Fig. 2: Impact of LRPPRC deficiency on respiratory chain supercomplexes.

a Representative migration pattern of respiratory chain supercomplexes in digitonin-solubilized mitochondrial extracts from H-Lrpprc^+/+ and H-Lrpprc^−/− mice resolved by hybrid CN/BN-PAGE. Replicates of the same 3 samples (1 H-Lrpprc^+/+ and 2 different H-Lrpprc^−/−) were loaded in multiple wells and migrated together. Following electrotransfer, replicate lanes were cut and probed with specific antibodies for CI, CII, CIII, and CIV. OXPHOS complexes and supramolecular assemblies are identified using the standard nomenclature, with numbers in indices indicating the molecular stoichiometry of each OXPHOS complex.
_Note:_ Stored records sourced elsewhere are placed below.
// ABOUTME: Test utilities for quizd-agent, including a scripted stub gateway.
// ABOUTME: Used in tests to simulate quiz-master responses without a live agent endpoint.

use std::collections::VecDeque;
use std::sync::Mutex;

use async_trait::async_trait;

use quizd_core::{QuizOption, QuizResult, Turn};

use crate::gateway::{AgentGateway, GatewayError};

/// One invocation as seen by the stub.
#[derive(Debug, Clone)]
pub struct RecordedCall {
    pub agent_id: String,
    pub message: String,
    pub history_len: usize,
}

/// A gateway that replays a scripted sequence of outcomes and records every
/// call it receives.
///
/// Useful in tests to drive a session controller through a whole quiz
/// without a live agent endpoint. Panics if invoked past the end of its
/// script, which in a test means the controller made more gateway calls
/// than the scenario allows.
pub struct StubGateway {
    script: Mutex<VecDeque<Result<QuizResult, GatewayError>>>,
    calls: Mutex<Vec<RecordedCall>>,
}

impl StubGateway {
    pub fn scripted(
        outcomes: impl IntoIterator<Item = Result<QuizResult, GatewayError>>,
    ) -> Self {
        Self {
            script: Mutex::new(outcomes.into_iter().collect()),
            calls: Mutex::new(Vec::new()),
        }
    }

    /// Every call recorded so far, in order.
    pub fn calls(&self) -> Vec<RecordedCall> {
        self.calls.lock().expect("calls lock").clone()
    }
}

#[async_trait]
impl AgentGateway for StubGateway {
    async fn invoke(
        &self,
        agent_id: &str,
        message: &str,
        history: &[Turn],
    ) -> Result<QuizResult, GatewayError> {
        self.calls.lock().expect("calls lock").push(RecordedCall {
            agent_id: agent_id.to_string(),
            message: message.to_string(),
            history_len: history.len(),
        });

        self.script
            .lock()
            .expect("script lock")
            .pop_front()
            .expect("StubGateway script exhausted")
    }
}

/// A question-phase result with options A through D.
pub fn question(number: u32) -> QuizResult {
    QuizResult {
        question_text: Some(format!("Stub question {}?", number)),
        options: Some(
            ["A", "B", "C", "D"]
                .into_iter()
                .enumerate()
                .map(|(i, label)| QuizOption {
                    label: label.to_string(),
                    text: format!("option {}", i + 1),
                })
                .collect(),
        ),
        question_number: Some(number),
        current_score: Some(number.saturating_sub(1) as i64),
        current_streak: Some(0),
        best_streak: Some(0),
        ..QuizResult::default()
    }
}

/// A grading-phase result.
pub fn grading(correct: bool) -> QuizResult {
    QuizResult {
        is_correct: Some(correct),
        correct_answer: Some("B".to_string()),
        explanation: Some("### Why\nThe answer is **B** because the stub says so.".to_string()),
        current_score: Some(if correct { 1 } else { 0 }),
        current_streak: Some(if correct { 1 } else { 0 }),
        best_streak: Some(1),
        ..QuizResult::default()
    }
}

/// A terminal result with `quiz_complete` set.
pub fn final_result(score: i64, accuracy: f64, best_streak: u32) -> QuizResult {
    QuizResult {
        quiz_complete: Some(true),
        final_score: Some(score),
        accuracy_percentage: Some(accuracy),
        best_streak: Some(best_streak),
        ..QuizResult::default()
    }
}

#[cfg(test)]
mod tests {
    use super::*;

    #[tokio::test]
    async fn stub_replays_its_script_in_order() {
        let stub = StubGateway::scripted([
            Ok(question(1)),
            Err(GatewayError::Transport("down".to_string())),
        ]);

        let first = stub.invoke("agent", "Start quiz", &[]).await;
        assert!(first.is_ok_and(|r| r.question_number == Some(1)));

        let second = stub.invoke("agent", "My answer is A", &[]).await;
        assert!(matches!(second, Err(GatewayError::Transport(_))));
    }

    #[tokio::test]
    async fn stub_records_calls() {
        let stub = StubGateway::scripted([Ok(question(1))]);
        let history = vec![Turn::user("hi"), Turn::assistant("{}")];

        stub.invoke("quiz-master", "Next question", &history)
            .await
            .unwrap();

        let calls = stub.calls();
        assert_eq!(calls.len(), 1);
        assert_eq!(calls[0].agent_id, "quiz-master");
        assert_eq!(calls[0].message, "Next question");
        assert_eq!(calls[0].history_len, 2);
    }

    #[test]
    fn fixtures_have_the_fields_their_phase_needs() {
        let q = question(3);
        assert!(q.has_option("D"));
        assert_eq!(q.progress(), 3);

        let g = grading(true);
        assert!(g.correct());
        assert!(!g.complete());

        let f = final_result(8, 80.0, 5);
        assert!(f.complete());
        assert_eq!(f.total(), 8);
    }
}
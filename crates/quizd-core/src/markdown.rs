// ABOUTME: Renders the restricted markdown subset used in agent explanations into block elements.
// ABOUTME: Line-oriented; headings, flat lists, blank spacers, paragraphs, and paired **bold** spans only.

use serde::Serialize;

/// An inline span within a paragraph or list item.
#[derive(Debug, Clone, PartialEq, Eq, Serialize)]
#[serde(tag = "type", content = "text")]
pub enum Inline {
    Text(String),
    Strong(String),
}

/// One rendered block. Heading text is kept verbatim; only non-heading lines
/// get inline emphasis resolution.
#[derive(Debug, Clone, PartialEq, Eq, Serialize)]
#[serde(tag = "type")]
pub enum Block {
    Heading { level: u8, text: String },
    Bullet { spans: Vec<Inline> },
    Numbered { spans: Vec<Inline> },
    Blank,
    Paragraph { spans: Vec<Inline> },
}

/// Render explanation text into an ordered block sequence. Deterministic and
/// line-by-line over `\n`-split input; empty input renders to nothing.
pub fn render(text: &str) -> Vec<Block> {
    if text.is_empty() {
        return Vec::new();
    }
    text.split('\n').map(render_line).collect()
}

fn render_line(line: &str) -> Block {
    if let Some(rest) = line.strip_prefix("### ") {
        return Block::Heading { level: 3, text: rest.to_string() };
    }
    if let Some(rest) = line.strip_prefix("## ") {
        return Block::Heading { level: 2, text: rest.to_string() };
    }
    if let Some(rest) = line.strip_prefix("# ") {
        return Block::Heading { level: 1, text: rest.to_string() };
    }
    if let Some(rest) = line.strip_prefix("- ").or_else(|| line.strip_prefix("* ")) {
        return Block::Bullet { spans: inline_spans(rest) };
    }
    if let Some(rest) = numbered_rest(line) {
        return Block::Numbered { spans: inline_spans(rest) };
    }
    if line.trim().is_empty() {
        return Block::Blank;
    }
    Block::Paragraph { spans: inline_spans(line) }
}

/// An ordered list line is digits, a dot, and one whitespace character; the
/// remainder after that prefix is the item text.
fn numbered_rest(line: &str) -> Option<&str> {
    let digits = line.len() - line.trim_start_matches(|c: char| c.is_ascii_digit()).len();
    if digits == 0 {
        return None;
    }
    let rest = line[digits..].strip_prefix('.')?;
    let mut chars = rest.chars();
    match chars.next() {
        Some(c) if c.is_whitespace() => Some(chars.as_str()),
        _ => None,
    }
}

/// Split a line on paired `**...**` delimiters into literal and strong spans.
/// With no complete pair the original text passes through as one literal
/// span; a trailing unpaired `**` stays literal.
pub fn inline_spans(text: &str) -> Vec<Inline> {
    let mut spans = Vec::new();
    let mut matched = false;
    let mut rest = text;

    while let Some(open) = rest.find("**") {
        let Some(close) = rest[open + 2..].find("**") else {
            break;
        };
        matched = true;
        if open > 0 {
            spans.push(Inline::Text(rest[..open].to_string()));
        }
        let inner = &rest[open + 2..open + 2 + close];
        if !inner.is_empty() {
            spans.push(Inline::Strong(inner.to_string()));
        }
        rest = &rest[open + 2 + close + 2..];
    }

    if !matched {
        if text.is_empty() {
            return Vec::new();
        }
        return vec![Inline::Text(text.to_string())];
    }
    if !rest.is_empty() {
        spans.push(Inline::Text(rest.to_string()));
    }
    spans
}

#[cfg(test)]
mod tests {
    use super::*;

    fn text(s: &str) -> Inline {
        Inline::Text(s.to_string())
    }

    fn strong(s: &str) -> Inline {
        Inline::Strong(s.to_string())
    }

    #[test]
    fn plain_text_is_a_single_verbatim_paragraph() {
        let blocks = render("The mitochondria is the powerhouse of the cell.");
        assert_eq!(
            blocks,
            vec![Block::Paragraph {
                spans: vec![text("The mitochondria is the powerhouse of the cell.")]
            }]
        );
    }

    #[test]
    fn emphasis_splits_into_three_spans() {
        assert_eq!(
            inline_spans("Score **10** points"),
            vec![text("Score "), strong("10"), text(" points")]
        );
    }

    #[test]
    fn unpaired_delimiter_passes_through() {
        assert_eq!(inline_spans("tricky ** case"), vec![text("tricky ** case")]);
        assert_eq!(
            inline_spans("one **two** and **three"),
            vec![text("one "), strong("two"), text(" and **three")]
        );
    }

    #[test]
    fn heading_levels_take_the_remainder_verbatim() {
        let blocks = render("# Title\n## Section\n### Detail **not bold**");
        assert_eq!(
            blocks,
            vec![
                Block::Heading { level: 1, text: "Title".to_string() },
                Block::Heading { level: 2, text: "Section".to_string() },
                Block::Heading { level: 3, text: "Detail **not bold**".to_string() },
            ]
        );
    }

    #[test]
    fn both_bullet_markers_are_recognized() {
        let blocks = render("- dash item\n* star item");
        assert_eq!(
            blocks,
            vec![
                Block::Bullet { spans: vec![text("dash item")] },
                Block::Bullet { spans: vec![text("star item")] },
            ]
        );
    }

    #[test]
    fn numbered_items_strip_the_numeral_prefix() {
        let blocks = render("1. first\n12. twelfth **bold**");
        assert_eq!(
            blocks,
            vec![
                Block::Numbered { spans: vec![text("first")] },
                Block::Numbered { spans: vec![text("twelfth "), strong("bold")] },
            ]
        );
    }

    #[test]
    fn numeral_without_separator_is_a_paragraph() {
        let blocks = render("1792 was a year\n3.because");
        assert_eq!(
            blocks,
            vec![
                Block::Paragraph { spans: vec![text("1792 was a year")] },
                Block::Paragraph { spans: vec![text("3.because")] },
            ]
        );
    }

    #[test]
    fn blank_and_whitespace_lines_become_spacers() {
        let blocks = render("above\n\n   \nbelow");
        assert_eq!(
            blocks,
            vec![
                Block::Paragraph { spans: vec![text("above")] },
                Block::Blank,
                Block::Blank,
                Block::Paragraph { spans: vec![text("below")] },
            ]
        );
    }

    #[test]
    fn empty_input_renders_nothing() {
        assert!(render("").is_empty());
    }

    #[test]
    fn fully_bold_line_has_no_empty_literals() {
        assert_eq!(inline_spans("**everything**"), vec![strong("everything")]);
    }

    #[test]
    fn typical_explanation_document() {
        let blocks = render(
            "### Why B is correct\nWater boils at **100** degrees Celsius at sea level.\n\n- Pressure lowers the boiling point\n1. Altitude matters",
        );
        assert_eq!(
            blocks,
            vec![
                Block::Heading { level: 3, text: "Why B is correct".to_string() },
                Block::Paragraph {
                    spans: vec![
                        text("Water boils at "),
                        strong("100"),
                        text(" degrees Celsius at sea level."),
                    ]
                },
                Block::Blank,
                Block::Bullet { spans: vec![text("Pressure lowers the boiling point")] },
                Block::Numbered { spans: vec![text("Altitude matters")] },
            ]
        );
    }
}
// ABOUTME: Entry point for the quizd binary.
// ABOUTME: Parses CLI arguments, initializes tracing, and starts the HTTP server.

use std::sync::Arc;

use clap::Parser;

use quizd_agent::HttpGateway;
use quizd_server::{AppState, QuizdConfig, create_router};

#[derive(Parser, Debug)]
#[command(name = "quizd", about = "Agent-driven trivia quiz service")]
struct Cli {
    /// Socket address to bind, overriding QUIZD_BIND.
    #[arg(long)]
    bind: Option<std::net::SocketAddr>,
}

#[tokio::main]
async fn main() -> anyhow::Result<()> {
    dotenvy::dotenv().ok();

    tracing_subscriber::fmt()
        .with_env_filter(
            tracing_subscriber::EnvFilter::try_from_default_env()
                .unwrap_or_else(|_| "quizd=debug,tower_http=debug".parse().unwrap()),
        )
        .init();

    let cli = Cli::parse();
    let mut config = QuizdConfig::from_env()?;
    if let Some(bind) = cli.bind {
        config.bind = bind;
    }

    let gateway = Arc::new(HttpGateway::new(config.agent_url.clone()));
    let state = Arc::new(AppState::new(gateway, config.agent_id.clone()));
    let router = create_router(state);

    let listener = tokio::net::TcpListener::bind(config.bind).await?;
    tracing::info!(bind = %config.bind, agent_url = %config.agent_url, agent_id = %config.agent_id, "quizd listening");
    axum::serve(listener, router).await?;

    Ok(())
}
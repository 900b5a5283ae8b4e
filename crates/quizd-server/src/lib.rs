// ABOUTME: HTTP server for quizd, exposing session lifecycle and operations as a JSON API.
// ABOUTME: Axum router over a shared session registry; views are read-only projections.

pub mod api;
pub mod app_state;
pub mod config;
pub mod routes;

pub use app_state::{AppState, SharedState};
pub use config::{ConfigError, QuizdConfig};
pub use routes::create_router;
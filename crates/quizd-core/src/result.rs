// ABOUTME: The sparse structured result the quiz-master agent returns for any turn.
// ABOUTME: Every field is optional; display accessors substitute defaults instead of failing.

use serde::{Deserialize, Serialize};

/// One answer option as presented to the player. Labels are expected to be
/// unique within a question but duplicates are passed through as-is.
#[derive(Debug, Clone, PartialEq, Eq, Serialize, Deserialize)]
pub struct QuizOption {
    pub label: String,
    pub text: String,
}

/// The structured object returned by the agent. Which fields are populated
/// depends on where the quiz is: question fields while a question is live,
/// grading fields after an answer, terminal fields once the quiz is done.
/// The running score/streak bookkeeping is owned entirely by the agent; the
/// controller only displays it.
#[derive(Debug, Clone, Default, PartialEq, Serialize, Deserialize)]
pub struct QuizResult {
    #[serde(skip_serializing_if = "Option::is_none")]
    pub question_text: Option<String>,
    #[serde(skip_serializing_if = "Option::is_none")]
    pub options: Option<Vec<QuizOption>>,
    #[serde(skip_serializing_if = "Option::is_none")]
    pub question_number: Option<u32>,

    #[serde(skip_serializing_if = "Option::is_none")]
    pub is_correct: Option<bool>,
    #[serde(skip_serializing_if = "Option::is_none")]
    pub correct_answer: Option<String>,
    #[serde(skip_serializing_if = "Option::is_none")]
    pub explanation: Option<String>,

    #[serde(skip_serializing_if = "Option::is_none")]
    pub current_score: Option<i64>,
    #[serde(skip_serializing_if = "Option::is_none")]
    pub current_streak: Option<u32>,
    #[serde(skip_serializing_if = "Option::is_none")]
    pub best_streak: Option<u32>,

    #[serde(skip_serializing_if = "Option::is_none")]
    pub quiz_complete: Option<bool>,
    #[serde(skip_serializing_if = "Option::is_none")]
    pub final_score: Option<i64>,
    #[serde(skip_serializing_if = "Option::is_none")]
    pub accuracy_percentage: Option<f64>,
}

impl QuizResult {
    /// Question number for progress display, clamped to the expected 1..10
    /// range. The stored value is never mutated; 0 means "not reported".
    pub fn progress(&self) -> u32 {
        self.question_number.map(|n| n.clamp(1, 10)).unwrap_or(0)
    }

    pub fn score(&self) -> i64 {
        self.current_score.unwrap_or(0)
    }

    pub fn streak(&self) -> u32 {
        self.current_streak.unwrap_or(0)
    }

    pub fn peak_streak(&self) -> u32 {
        self.best_streak.unwrap_or(0)
    }

    pub fn total(&self) -> i64 {
        self.final_score.unwrap_or(0)
    }

    pub fn accuracy(&self) -> f64 {
        self.accuracy_percentage.unwrap_or(0.0)
    }

    pub fn correct(&self) -> bool {
        self.is_correct.unwrap_or(false)
    }

    pub fn complete(&self) -> bool {
        self.quiz_complete.unwrap_or(false)
    }

    pub fn answer_key(&self) -> &str {
        self.correct_answer.as_deref().unwrap_or("N/A")
    }

    pub fn explanation_text(&self) -> &str {
        self.explanation.as_deref().unwrap_or("")
    }

    /// Whether `label` names one of the current options.
    pub fn has_option(&self, label: &str) -> bool {
        self.options
            .as_deref()
            .is_some_and(|opts| opts.iter().any(|o| o.label == label))
    }

    /// Serialized form stored as the assistant turn in the transcript.
    /// Absent fields are skipped so the stored turn matches the sparse
    /// object the agent produced.
    pub fn to_transcript_json(&self) -> String {
        serde_json::to_string(self).unwrap_or_else(|_| String::from("{}"))
    }
}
Molecular weight ranges indicated on the right correspond to the size of the bands that were excised from a gel ran in parallel for proteomics profiling. Molecular weight calibration was performed using the migration pattern of CI, CII, CIV, and CV as assessed by in-gel activity assays. b Representative migration pattern of CIV-containing supercomplexes in fibroblast mitochondria from controls and LSFC patients revealed by CIV immunostaining. Electrophoresis conditions were similar as in panel (a). c Quantitative analysis of the proportion of CIV present in SCs relative to monomeric CIV in liver mitochondria and patient fibroblasts (n = 3 per group). d Proteomics analysis of respiratory chain supercomplexes. For each complex, a pie chart illustrates the number of subunits reliably identified in the gel bands and the stacked histogram illustrates the mean (n = 3 per group) abundance of complex subunits present in each band analyzed (see Fig. 1f legend for details).